Similarly, steps forward are hindered by actions such as the flawed, bordering on the ridiculous, Turkish-Libyan memorandum delineating maritime “borders,” the contesting of Greek sovereignty on islands, the continuing flights in Greek airspace, the opening of the occupied Cypriot city of Varosha, and incursions into Cyprus’ exclusive economic zone.

In any case, it is useful for everyone – both on the political-diplomatic level and that of each country’s public opinion – to have what is discussed and agreed upon behind closed doors reflected in public statements and, generally, the behavior of both sides.

Only in this way will the necessary trust and credibility be built, both essential ingredients for a real improvement in relations over time.

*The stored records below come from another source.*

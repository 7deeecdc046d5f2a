#![cfg_attr(feature = "fail-on-warnings", deny(warnings))]
#![warn(clippy::all, clippy::pedantic, clippy::nursery, clippy::cargo)]
#![allow(clippy::multiple_crate_versions, clippy::cargo_common_metadata)]

//! Earthquake dashboard API server binary.
//!
//! ```text
//! quake_map_server [--config quake_map.toml] [--port 8080] [--data data/earthquakes_merged_f.csv]
//! ```

use std::path::PathBuf;

use clap::Parser;
use quake_map_server::{ServerConfig, run_server};

#[derive(Parser)]
#[command(name = "quake_map_server")]
#[command(about = "Serve the European earthquake dashboard API")]
struct Cli {
    /// TOML config file
    #[arg(long)]
    config: Option<PathBuf>,

    /// Address to bind
    #[arg(long)]
    bind_addr: Option<String>,

    /// Port to bind
    #[arg(long)]
    port: Option<u16>,

    /// Earthquake CSV to load
    #[arg(long)]
    data: Option<PathBuf>,

    /// Plate boundary GeoJSON URL
    #[arg(long)]
    tectonics_url: Option<String>,
}

impl Cli {
    fn apply(self, mut config: ServerConfig) -> ServerConfig {
        if let Some(bind_addr) = self.bind_addr {
            config.bind_addr = bind_addr;
        }
        if let Some(port) = self.port {
            config.port = port;
        }
        if let Some(data) = self.data {
            config.data_path = data;
        }
        if let Some(url) = self.tectonics_url {
            config.tectonics_url = url;
        }
        config
    }
}

#[actix_web::main]
async fn main() {
    pretty_env_logger::init_custom_env("RUST_LOG");

    let cli = Cli::parse();
    let result = match ServerConfig::load(cli.config.as_deref()) {
        Ok(config) => run_server(cli.apply(config)).await,
        Err(e) => Err(e),
    };

    if let Err(e) = result {
        log::error!("{e}");
        std::process::exit(1);
    }
}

Steps can be taken to deepen economic ties and exchanges. This will help consolidate a positive climate and replace the present confrontational one that Turkey, with its stance and rhetoric, helps maintain.

There can be cooperation on issues such as creating humanitarian corridors in Ukraine and the management of migrant and refugee flows.

Following a hopefully calm summer in the Aegean, a welcome next step would be to hold the 5th Supreme Cooperation Council in Thessaloniki in the fall.

Greece does not threaten, does not put forward any claims and does not challenge either the law of the sea or international conventions and treaties. It moves on steadily, with a set compass, and proves that in the stability of its alliances. It does not vacillate.

It is incumbent upon Turkey to show that it really means to place its relations with Greece on a different footing, as it has been attempting to do lately with other important countries in the region, from the United Arab Emirates to Israel.

In this context Turkey cannot ignore an important dimension of the complicated bilateral dynamic: that Greece is a full EU member and that it has channels of influence with important global actors. These two facts, which will not go away, are another reason that it is in Turkey’s interest to have Greece as a friend and not an opponent or enemy.

The decision is Ankara’s alone: If it opts for sobriety and frank cooperation, then, together with Athens, it could indeed contribute to maintaining the security architecture in Europe, especially in its southeastern extremity.